Visualization of supersonic turbulent vortical flows with filtered Rayleigh scattering

The interactions of multiple streamwise vortices have the potential to enhance the fuel/air mixing process in the supersonic flowfields intrinsic of scramjet combustors. As part of an ongoing experimental study on the mixing enhancement capabilities of imposed streamwise vortex interactions, high quality visualizations of the resulting turbulent vortical flowfields have been obtained with the filtered Rayleigh scattering technique. By visualizing the structure and organization of the studied flowfields, which are generated by a ramped strut injector in a Mach 2.5 flow, insight into the relevant flow physics governing the vortex interactions is obtained.

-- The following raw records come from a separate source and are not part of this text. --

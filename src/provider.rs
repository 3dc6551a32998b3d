//! The provider instance capability exposed to graph nodes.
//!
//! Providers implement resource CRUD against real infrastructure; the
//! engine only sees them through this narrow trait. Nodes may invoke a
//! provider during execution and must relay the walk's cooperative stop
//! signal: [`ResourceProvider::stop`] asks the provider to halt any
//! long-running external operation, and the framework never force-kills
//! node execution.

use async_trait::async_trait;
use miette::Diagnostic;
use rustc_hash::FxHashMap;
use std::sync::Arc;
use thiserror::Error;

use crate::addrs::AbsResourceInstance;
use crate::state::ResourceInstanceObject;

/// Errors reported by provider invocations.
#[derive(Debug, Error, Diagnostic)]
pub enum ProviderError {
    /// The provider could not read the remote object.
    #[error("provider {provider} failed to read {addr}: {message}")]
    #[diagnostic(code(stategraph::provider::read))]
    Read {
        provider: String,
        addr: String,
        message: String,
    },

    /// The provider was asked for a resource type it does not implement.
    #[error("provider {provider} does not support resource type {type_name}")]
    #[diagnostic(
        code(stategraph::provider::unsupported_type),
        help("Check the provider name declared for this resource.")
    )]
    UnsupportedType { provider: String, type_name: String },
}

/// Capability for reading one resource instance from real infrastructure.
#[async_trait]
pub trait ResourceProvider: Send + Sync {
    /// Refresh the stored object for `addr` against real infrastructure.
    /// Returning `None` means the remote object no longer exists.
    async fn refresh(
        &self,
        addr: &AbsResourceInstance,
        prior: ResourceInstanceObject,
    ) -> Result<Option<ResourceInstanceObject>, ProviderError>;

    /// Cooperatively request that any in-flight external operation halt.
    /// Called by the walk's stop watcher; implementations must not block.
    fn stop(&self);
}

/// A provider that reports every object unchanged and never talks to any
/// external system. The default when an embedder registers none.
#[derive(Clone, Copy, Debug, Default)]
pub struct NoopProvider;

#[async_trait]
impl ResourceProvider for NoopProvider {
    async fn refresh(
        &self,
        _addr: &AbsResourceInstance,
        prior: ResourceInstanceObject,
    ) -> Result<Option<ResourceInstanceObject>, ProviderError> {
        Ok(Some(prior))
    }

    fn stop(&self) {}
}

/// The static provider bindings a context carries across calls.
#[derive(Clone, Default)]
pub struct Components {
    providers: FxHashMap<String, Arc<dyn ResourceProvider>>,
}

impl Components {
    #[must_use]
    pub fn new() -> Self {
        Self::default()
    }

    pub fn register_provider(&mut self, name: impl Into<String>, provider: Arc<dyn ResourceProvider>) {
        self.providers.insert(name.into(), provider);
    }

    #[must_use]
    pub fn provider(&self, name: &str) -> Option<Arc<dyn ResourceProvider>> {
        self.providers.get(name).cloned()
    }

    /// All registered providers, for stop broadcasting.
    pub fn all_providers(&self) -> impl Iterator<Item = &Arc<dyn ResourceProvider>> {
        self.providers.values()
    }
}

impl std::fmt::Debug for Components {
    fn fmt(&self, f: &mut std::fmt::Formatter<'_>) -> std::fmt::Result {
        f.debug_struct("Components")
            .field("providers", &self.providers.keys().collect::<Vec<_>>())
            .finish()
    }
}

Filtered Rayleigh scattering is a non-intrusive laser-based diagnostic technique that images the light scattered from the constituent gas molecules of a flow, thus providing a distinct advantage over other flow visualization techniques, in that it is not required to seed the flow with gaseous or particulate flow tracers. However, because the Rayleigh scattered signal is relatively weak, it is easily obscured by light scattered from other sources, necessitating the implementation of a molecular notch filter. This fact, combined with the complex supersonic turbulent vortical flows that are of interest, makes the application of the filtered Rayleigh scattering technique challenging and non-trivial. This work will highlight the experimental considerations necessary to achieve successful visualization of the flows of interest by presenting the methods used to image a single downstream station of a non-merging vortex interaction mode. The resulting flow visualizations illustrate the highly turbulent nature of the probed flowfield while confirming the behavior observed in previous experiments.